Single by Slim Harpo
- B-side: "Got Love If You Want It"
- Released: July 1957
- Recorded: March 1957
- Studio: J. D. Miller, Crowley, Louisiana
- Genre: Blues
- Length: 2:55
- Label: Excello
- Songwriter: James Moore a.k.a. Slim Harpo
- Producer: J. D. Miller

= I'm a King Bee =

Song written by Slim Harpo

"I'm a King Bee" is a swamp blues song written and first recorded by Slim Harpo in 1957. It has been performed and recorded by numerous blues and other artists since. In 2008, Slim Harpo's original recording received a Grammy Hall of Fame Award.

==Original song==
Written by Slim Harpo, whose legal name was James Moore, the song was recorded in March 1957. The recording features a spare arrangement and instrumentation typical of J. D. Miller's production approach. Accompanying Slim Harpo were Gabriel "Guitar Gable" Perrodin on guitar, John "Fats" Perrodin on bass, and Clarence "Jockey" Etienne on drums.

The song has an irregular number of bars (as opposed to the standard 12 bars). According to blues historian Gerard Herzhaft, it is derived from songs by Memphis Minnie, Bo Carter, and Muddy Waters and uses the rhythm figure from "Rockin' and Rollin'" by Lil' Son Jackson. Baton Rouge, Louisiana-based Excello Records originally released it in 1957 as the B-side to his debut solo single, "I Got Love if You Want It".
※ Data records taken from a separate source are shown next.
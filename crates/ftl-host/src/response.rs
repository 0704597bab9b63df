use std::fmt;

use ftl_ledger::LedgerError;
use serde::{Deserialize, Serialize};

/// Outcome class of a [`Response`].
#[derive(Clone, Copy, Debug, PartialEq, Eq, Serialize, Deserialize)]
#[serde(rename_all = "lowercase")]
pub enum Status {
    Ok,
    Error,
}

/// Protocol-level result of one invocation.
///
/// Success carries the raw payload bytes; failure carries a machine-readable
/// code and a human-readable message. Nothing else crosses the boundary.
#[derive(Clone, Debug, PartialEq, Eq, Serialize, Deserialize)]
pub struct Response {
    pub status: Status,
    #[serde(with = "payload_text")]
    pub payload: Vec<u8>,
    #[serde(skip_serializing_if = "Option::is_none")]
    pub code: Option<String>,
    #[serde(skip_serializing_if = "String::is_empty")]
    pub message: String,
}

pub(crate) const INTERNAL_FAULT: &str = "InternalFault";

impl Response {
    pub fn success(payload: Vec<u8>) -> Self {
        Self {
            status: Status::Ok,
            payload,
            code: None,
            message: String::new(),
        }
    }

    pub fn failure(code: impl Into<String>, message: impl Into<String>) -> Self {
        Self {
            status: Status::Error,
            payload: Vec::new(),
            code: Some(code.into()),
            message: message.into(),
        }
    }

    pub fn from_error(err: &LedgerError) -> Self {
        Self::failure(err.code(), err.to_string())
    }

    pub fn is_ok(&self) -> bool {
        self.status == Status::Ok
    }

    /// Payload as UTF-8 text (payloads are decimal numbers, `true`, or empty).
    pub fn payload_str(&self) -> Option<&str> {
        std::str::from_utf8(&self.payload).ok()
    }
}

impl fmt::Display for Response {
    fn fmt(&self, f: &mut fmt::Formatter<'_>) -> fmt::Result {
        match (self.status, &self.code) {
            (Status::Ok, _) => write!(f, "ok {}", String::from_utf8_lossy(&self.payload)),
            (Status::Error, Some(code)) => write!(f, "error [{code}] {}", self.message),
            (Status::Error, None) => write!(f, "error {}", self.message),
        }
    }
}

/// Payloads are rendered as text in JSON output.
mod payload_text {
    use serde::{Deserialize, Deserializer, Serializer};

    pub fn serialize<S: Serializer>(payload: &[u8], s: S) -> Result<S::Ok, S::Error> {
        s.serialize_str(&String::from_utf8_lossy(payload))
    }

    pub fn deserialize<'de, D: Deserializer<'de>>(d: D) -> Result<Vec<u8>, D::Error> {
        String::deserialize(d).map(String::into_bytes)
    }
}
use ftl_store::StoreError;

/// Failure reported by a host collaborator (identity or event bus).
#[derive(Debug, Clone, PartialEq, Eq, thiserror::Error)]
#[error("{0}")]
pub struct HostFault(pub String);

impl HostFault {
    pub fn new(message: impl Into<String>) -> Self {
        Self(message.into())
    }
}

/// Errors produced by ledger operations.
///
/// Every variant aborts the invocation and none is retried inside the
/// engine. All of them except `StorageWriteError` are raised before the
/// operation issues any write. A `StorageWriteError` comes from the flush
/// itself; whether earlier keys of the batch landed depends on the store's
/// `put_batch`, and the host transaction is what discards them.
#[derive(Debug, Clone, PartialEq, Eq, thiserror::Error)]
pub enum LedgerError {
    #[error("invalid arguments for {operation}: {reason}")]
    InvalidArguments {
        operation: &'static str,
        reason: String,
    },

    #[error("invalid function name: {0}")]
    UnknownOperation(String),

    #[error("arithmetic overflow: {a} + {b}")]
    ArithmeticOverflow { a: u64, b: u64 },

    #[error("arithmetic underflow: {a} - {b}")]
    ArithmeticUnderflow { a: u64, b: u64 },

    #[error("storage read failed for {key}: {reason}")]
    StorageReadError { key: String, reason: String },

    #[error("storage write failed for {key}: {reason}")]
    StorageWriteError { key: String, reason: String },

    #[error("corrupt value under {key}: {value:?}")]
    StorageCorruption { key: String, value: String },

    #[error("cannot resolve caller identity: {0}")]
    IdentityResolutionError(String),

    #[error("event emission failed: {0}")]
    EventEmissionError(String),

    #[error("ledger already initialized for {0}")]
    AlreadyInitialized(String),
}

impl LedgerError {
    pub(crate) fn invalid_args(operation: &'static str, reason: impl Into<String>) -> Self {
        Self::InvalidArguments {
            operation,
            reason: reason.into(),
        }
    }

    pub(crate) fn read(key: &str, err: StoreError) -> Self {
        Self::StorageReadError {
            key: key.to_string(),
            reason: err.to_string(),
        }
    }

    pub(crate) fn write(key: &str, err: StoreError) -> Self {
        Self::StorageWriteError {
            key: key.to_string(),
            reason: err.to_string(),
        }
    }

    /// Stable machine-readable code for the host's reporting layer.
    pub fn code(&self) -> &'static str {
        match self {
            Self::InvalidArguments { .. } => "InvalidArguments",
            Self::UnknownOperation(_) => "UnknownOperation",
            Self::ArithmeticOverflow { .. } => "ArithmeticOverflow",
            Self::ArithmeticUnderflow { .. } => "ArithmeticUnderflow",
            Self::StorageReadError { .. } => "StorageReadError",
            Self::StorageWriteError { .. } => "StorageWriteError",
            Self::StorageCorruption { .. } => "StorageCorruption",
            Self::IdentityResolutionError(_) => "IdentityResolutionError",
            Self::EventEmissionError(_) => "EventEmissionError",
            Self::AlreadyInitialized(_) => "AlreadyInitialized",
        }
    }
}

/// Result alias for ledger operations.
pub type LedgerResult<T> = Result<T, LedgerError>;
==Rolling Stones version==
English rock band the Rolling Stones recorded "I'm a King Bee" for their 1964 debut album. It has been identified as an early important song for the Rolling Stones, although it was not released as a single. The band's arrangement generally follows Slim Harpo's, but includes a slide-guitar break by Brian Jones. The personnel consisted of Jagger on vocals and harmonica, Jones on slide guitar, Keith Richards on acoustic guitar, Bill Wyman on bass guitar, and Charlie Watts on drums. Later, Mick Jagger commented "What's the point in listening to us doing 'I'm a King Bee' when you can hear Slim Harpo do it?"

==Grateful Dead version==
The Grateful Dead performed "I'm a King Bee" over 40 times, with the first known at the Fillmore Auditorium in San Francisco on January 8, 1966, and the last in Ann Arbor on December 15, 1971. Sung by Ron "Pigpen" McKernan, who also played harmonica for the song, well-known performances include Fillmore West in San Francisco on February 28, 1969; Thelma Theater in Los Angeles on December 12, 1969; Capitol Theater in Port Chester on November 6, 1970 (featuring Jerry Garcia on slide); and Fillmore East in New York on February 28, 1971. After Pigpen's death in 1973, the Grateful Dead tried out an arrangement with Bob Weir on vocals in Los Angeles on December 8, 1993, and at the Omni in Atlanta on March 31, 1994, but it did not stick.

==Pink Floyd version==
The Tea Set, which became Pink Floyd, recorded "I'm a King Bee" and several other songs in December 1964. The recording features Syd Barrett, Bob Klose, Roger Waters, Richard Wright and Nick Mason. When it was officially issued on the vinyl-only 1965: Their First Recordings (2015), it became the only cover song ever released by Pink Floyd. The song was later issued for the first time on CD as part of The Early Years 1965–1972 box set in November 2016, along with the other songs recorded in December 1964.

==John Belushi version==
John Belushi performed "I'm a King Bee" on the January 17, 1976, broadcast of NBC's Saturday Night, with Belushi and the show's house band dressed in bee costumes and bandleader Howard Shore dressed as a beekeeper. Guest host Buck Henry introduced them as "Howard Shore and his All-Bee Band". At the end, Belushi repeated four of the song's last five words several times in different vocal styles for comic effect.

==Recognition==
In 2008, Slim Harpo's "I'm a King Bee" received a Grammy Hall of Fame Award, which "honor[s] recordings of lasting qualitative or historical significance". The song has been recorded by a variety of musicians.